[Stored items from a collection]
──────────────────────────────

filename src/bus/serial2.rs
//! [`Bus`] implementation using the `serial2` crate.

use std::collections::VecDeque;
use std::path::Path;
use std::time::Duration;

use super::Bus;

/// A [`Bus`] on top of a [`serial2::SerialPort`].
///
/// The serial port can not report how many bytes are waiting in the kernel,
/// so [`Bus::wait_for_data()`] reads whatever arrives into an internal buffer,
/// which is then drained by [`Bus::read_data()`].
pub struct SerialBus {
	port: serial2::SerialPort,
	pending: VecDeque<u8>,
	read_chunk: Box<[u8]>,
}

impl SerialBus {
	/// Open a serial port with the given baud rate.
	pub fn open(path: impl AsRef<Path>, baud_rate: u32) -> std::io::Result<Self> {
		let port = serial2::SerialPort::open(path, baud_rate)?;
		Ok(Self::new(port))
	}

	/// Create a bus for an open serial port.
	///
	/// The serial port must already be configured in raw mode with the correct baud rate.
	pub fn new(port: serial2::SerialPort) -> Self {
		Self {
			port,
			pending: VecDeque::with_capacity(256),
			read_chunk: vec![0; 256].into_boxed_slice(),
		}
	}

	/// Get a reference to the underlying serial port.
	pub fn serial_port(&self) -> &serial2::SerialPort {
		&self.port
	}

	/// Consume the bus to get ownership of the serial port.
	///
	/// Received bytes that were not yet read are discarded.
	pub fn into_serial_port(self) -> serial2::SerialPort {
		self.port
	}
}

impl core::fmt::Debug for SerialBus {
	fn fmt(&self, f: &mut core::fmt::Formatter<'_>) -> core::fmt::Result {
		#[derive(Debug)]
		#[allow(dead_code)] // Dead code analysis ignores derive debug impls, but that is the whole point of this struct.
		enum Raw {
			#[cfg(unix)]
			Fd(std::os::unix::io::RawFd),
			#[cfg(windows)]
			Handle(std::os::windows::io::RawHandle),
		}

		#[cfg(unix)]
		let raw = {
			use std::os::unix::io::AsRawFd;
			Raw::Fd(self.port.as_raw_fd())
		};
		#[cfg(windows)]
		let raw = {
			use std::os::windows::io::AsRawHandle;
			Raw::Handle(self.port.as_raw_handle())
		};

		f.debug_struct("SerialBus")
			.field("port", &raw)
			.field("pending", &self.pending.len())
			.finish()
	}
}

impl Bus for SerialBus {
	type Error = std::io::Error;

	fn send_data(&mut self, data: &[u8]) -> Result<(), Self::Error> {
		self.port.write_all(data)
	}

	fn flush(&mut self) -> Result<(), Self::Error> {
		self.port.flush()
	}

	fn clear_input_buffer(&mut self) -> Result<(), Self::Error> {
		self.pending.clear();
		self.port.discard_input_buffer()
	}

	fn wait_for_data(&mut self, timeout: Duration) -> Result<bool, Self::Error> {
		if !self.pending.is_empty() {
			return Ok(true);
		}
		if timeout.is_zero() {
			return Ok(false);
		}

		self.port.set_read_timeout(timeout)?;
		match self.port.read(&mut self.read_chunk) {
			Ok(count) => {
				self.pending.extend(&self.read_chunk[..count]);
				Ok(count > 0)
			},
			Err(e) if e.kind() == std::io::ErrorKind::TimedOut => Ok(false),
			Err(e) => Err(e),
		}
	}

	fn available(&self) -> usize {
		self.pending.len()
	}

	fn read_data(&mut self, buffer: &mut [u8]) -> Result<usize, Self::Error> {
		let count = buffer.len().min(self.pending.len());
		for (dest, byte) in buffer.iter_mut().zip(self.pending.drain(..count)) {
			*dest = byte;
		}
		Ok(count)
	}
}
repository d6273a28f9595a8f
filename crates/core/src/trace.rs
//! Recorded gesture traces and their deterministic replay.

use serde::{Deserialize, Serialize};
use thiserror::Error;
use touchview_protocol::{TouchEvent, Transform};

use crate::clock::ManualClock;
use crate::config::{ConfigError, ViewportConfig};
use crate::controller::ViewportController;

#[derive(Debug, Error)]
pub enum TraceError {
    #[error("invalid trace JSON: {0}")]
    Json(#[from] serde_json::Error),
    #[error("invalid trace config: {0}")]
    Config(#[from] ConfigError),
    #[error("event {index} goes back in time ({time_ms}ms after {previous_ms}ms)")]
    NonMonotonic {
        index: usize,
        time_ms: f64,
        previous_ms: f64,
    },
}

/// A recorded touch sequence, optionally with the config it was captured under.
#[derive(Debug, Clone, Default, PartialEq, Serialize, Deserialize)]
pub struct GestureTrace {
    #[serde(default)]
    pub name: Option<String>,
    #[serde(default)]
    pub config: Option<ViewportConfig>,
    pub events: Vec<TouchEvent>,
}

impl GestureTrace {
    /// Parse and sanity-check a trace.
    pub fn from_json(data: &[u8]) -> Result<Self, TraceError> {
        let trace: Self = serde_json::from_slice(data)?;
        if let Some(config) = &trace.config {
            config.validate()?;
        }
        let mut previous_ms = f64::NEG_INFINITY;
        for (index, event) in trace.events.iter().enumerate() {
            if event.time_ms < previous_ms {
                return Err(TraceError::NonMonotonic {
                    index,
                    time_ms: event.time_ms,
                    previous_ms,
                });
            }
            previous_ms = event.time_ms;
        }
        Ok(trace)
    }

    pub fn config_or_default(&self) -> ViewportConfig {
        self.config.unwrap_or_default()
    }

    /// A controller ready to replay this trace, with its clock at zero.
    pub fn controller(&self) -> Result<ViewportController<ManualClock>, ConfigError> {
        ViewportController::with_clock(self.config_or_default(), ManualClock::new(0.0))
    }
}

/// Drive `controller` through one recorded event, moving its clock to the
/// event's timestamp first.
pub fn step(controller: &mut ViewportController<ManualClock>, event: &TouchEvent) -> Transform {
    controller.clock().set(event.time_ms);
    controller.apply(event)
}

/// Replay a whole trace; one published transform per event.
pub fn replay(trace: &GestureTrace) -> Result<Vec<Transform>, ConfigError> {
    let mut controller = trace.controller()?;
    Ok(trace
        .events
        .iter()
        .map(|event| step(&mut controller, event))
        .collect())
}
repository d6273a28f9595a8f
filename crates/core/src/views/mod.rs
pub mod surface;
//! Time sources for tap detection.

use std::cell::Cell;

/// Monotonic millisecond clock consulted on every single-finger start.
pub trait Clock {
    fn now_ms(&self) -> f64;
}

/// Wall-clock time since construction, backed by [`std::time::Instant`].
#[cfg(not(target_arch = "wasm32"))]
#[derive(Debug, Clone, Copy)]
pub struct SystemClock {
    origin: std::time::Instant,
}

#[cfg(not(target_arch = "wasm32"))]
impl SystemClock {
    pub fn new() -> Self {
        Self {
            origin: std::time::Instant::now(),
        }
    }
}

#[cfg(not(target_arch = "wasm32"))]
impl Default for SystemClock {
    fn default() -> Self {
        Self::new()
    }
}

#[cfg(not(target_arch = "wasm32"))]
impl Clock for SystemClock {
    fn now_ms(&self) -> f64 {
        self.origin.elapsed().as_secs_f64() * 1000.0
    }
}

/// A clock that only moves when told to. Used by trace replay and tests.
#[derive(Debug, Default)]
pub struct ManualClock {
    now: Cell<f64>,
}

impl ManualClock {
    pub fn new(start_ms: f64) -> Self {
        Self {
            now: Cell::new(start_ms),
        }
    }

    pub fn set(&self, ms: f64) {
        self.now.set(ms);
    }

    pub fn advance(&self, ms: f64) {
        self.now.set(self.now.get() + ms);
    }
}

impl Clock for ManualClock {
    fn now_ms(&self) -> f64 {
        self.now.get()
    }
}

impl<C: Clock + ?Sized> Clock for &C {
    fn now_ms(&self) -> f64 {
        (**self).now_ms()
    }
}

#[cfg(test)]
mod tests {
    use super::*;

    #[test]
    fn manual_clock_moves_only_when_told() {
        let clock = ManualClock::new(100.0);
        assert_eq!(clock.now_ms(), 100.0);
        clock.advance(50.0);
        assert_eq!(clock.now_ms(), 150.0);
        clock.set(10.0);
        assert_eq!(clock.now_ms(), 10.0);
    }

    #[cfg(not(target_arch = "wasm32"))]
    #[test]
    fn system_clock_is_monotonic() {
        let clock = SystemClock::new();
        let a = clock.now_ms();
        let b = clock.now_ms();
        assert!(b >= a);
    }
}
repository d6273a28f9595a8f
use serde::{Deserialize, Serialize};

use crate::theme::ThemeToken;
use crate::types::{Point, Rect};

/// A single, stateless render instruction.
///
/// The core emits a `Vec<RenderCommand>` for each frame. Renderers consume
/// this list sequentially; each command carries all the data it needs.
#[derive(Debug, Clone, PartialEq, Serialize, Deserialize)]
pub enum RenderCommand {
    /// Draw a filled rectangle, optionally outlined.
    DrawRect {
        rect: Rect,
        color: ThemeToken,
        border_color: Option<ThemeToken>,
    },

    /// Draw a text string at a position.
    DrawText {
        position: Point,
        text: String,
        color: ThemeToken,
        font_size: f64,
        align: TextAlign,
    },

    /// Draw a line segment.
    DrawLine {
        from: Point,
        to: Point,
        color: ThemeToken,
        width: f64,
    },

    /// Restrict subsequent drawing to a rectangular region.
    SetClip { rect: Rect },

    /// Remove the active clip region.
    ClearClip,

    /// Push an affine transform (applied to all subsequent commands until
    /// the matching `PopTransform`).
    PushTransform { translate: Point, scale: Point },

    /// Pop the most recent transform.
    PopTransform,
}

#[derive(Debug, Clone, Copy, PartialEq, Eq, Serialize, Deserialize)]
pub enum TextAlign {
    Left,
    Center,
    Right,
}
//! Allocation-free point math for the per-move path.

use touchview_protocol::Point;

#[inline]
pub fn distance(a: Point, b: Point) -> f64 {
    (b.x - a.x).hypot(b.y - a.y)
}

#[inline]
pub fn midpoint(a: Point, b: Point) -> Point {
    Point::new((a.x + b.x) * 0.5, (a.y + b.y) * 0.5)
}

/// `current / reference`, or 1 when the reference distance is degenerate
/// (both fingers landed on the same spot) or the result is not finite.
#[inline]
pub fn scale_ratio(reference: f64, current: f64) -> f64 {
    if reference.is_nan() || reference <= 0.0 {
        return 1.0;
    }
    let ratio = current / reference;
    if ratio.is_finite() { ratio } else { 1.0 }
}
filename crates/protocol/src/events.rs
use serde::{Deserialize, Serialize};

use crate::types::Point;

/// Kind of a touch-pointer event.
#[derive(Debug, Clone, Copy, PartialEq, Eq, Hash, Serialize, Deserialize)]
#[serde(rename_all = "snake_case")]
pub enum TouchPhase {
    /// A finger went down. `touches` includes it.
    Start,
    /// One or more active fingers moved.
    Move,
    /// A finger lifted. `touches` holds the fingers still down.
    End,
    /// The platform interrupted the gesture (incoming call, system UI).
    Cancel,
}

/// One touch-pointer event as delivered by the embedding surface.
///
/// `touches` is the full ordered set of currently active points, ordered by
/// stable touch identity (first finger down first).
#[derive(Debug, Clone, PartialEq, Serialize, Deserialize)]
pub struct TouchEvent {
    /// Event timestamp in milliseconds. Only relative differences matter.
    #[serde(default)]
    pub time_ms: f64,
    pub phase: TouchPhase,
    #[serde(default)]
    pub touches: Vec<Point>,
}

impl TouchEvent {
    pub fn new(time_ms: f64, phase: TouchPhase, touches: Vec<Point>) -> Self {
        Self {
            time_ms,
            phase,
            touches,
        }
    }
}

──────────────────────────────

* **ABOUT THIS EXERCISE**
Please return each line of the data above in which the word "derive" occurs.

* **ANSWER BOX**
		#[derive(Debug)]
		#[allow(dead_code)] // Dead code analysis ignores derive debug impls, but that is the whole point of this struct.
#[derive(Debug, Error)]
#[derive(Debug, Clone, Default, PartialEq, Serialize, Deserialize)]
#[derive(Debug, Clone, Copy)]
#[derive(Debug, Default)]
#[derive(Debug, Clone, PartialEq, Serialize, Deserialize)]
#[derive(Debug, Clone, Copy, PartialEq, Eq, Serialize, Deserialize)]
#[derive(Debug, Clone, Copy, PartialEq, Eq, Hash, Serialize, Deserialize)]
#[derive(Debug, Clone, PartialEq, Serialize, Deserialize)]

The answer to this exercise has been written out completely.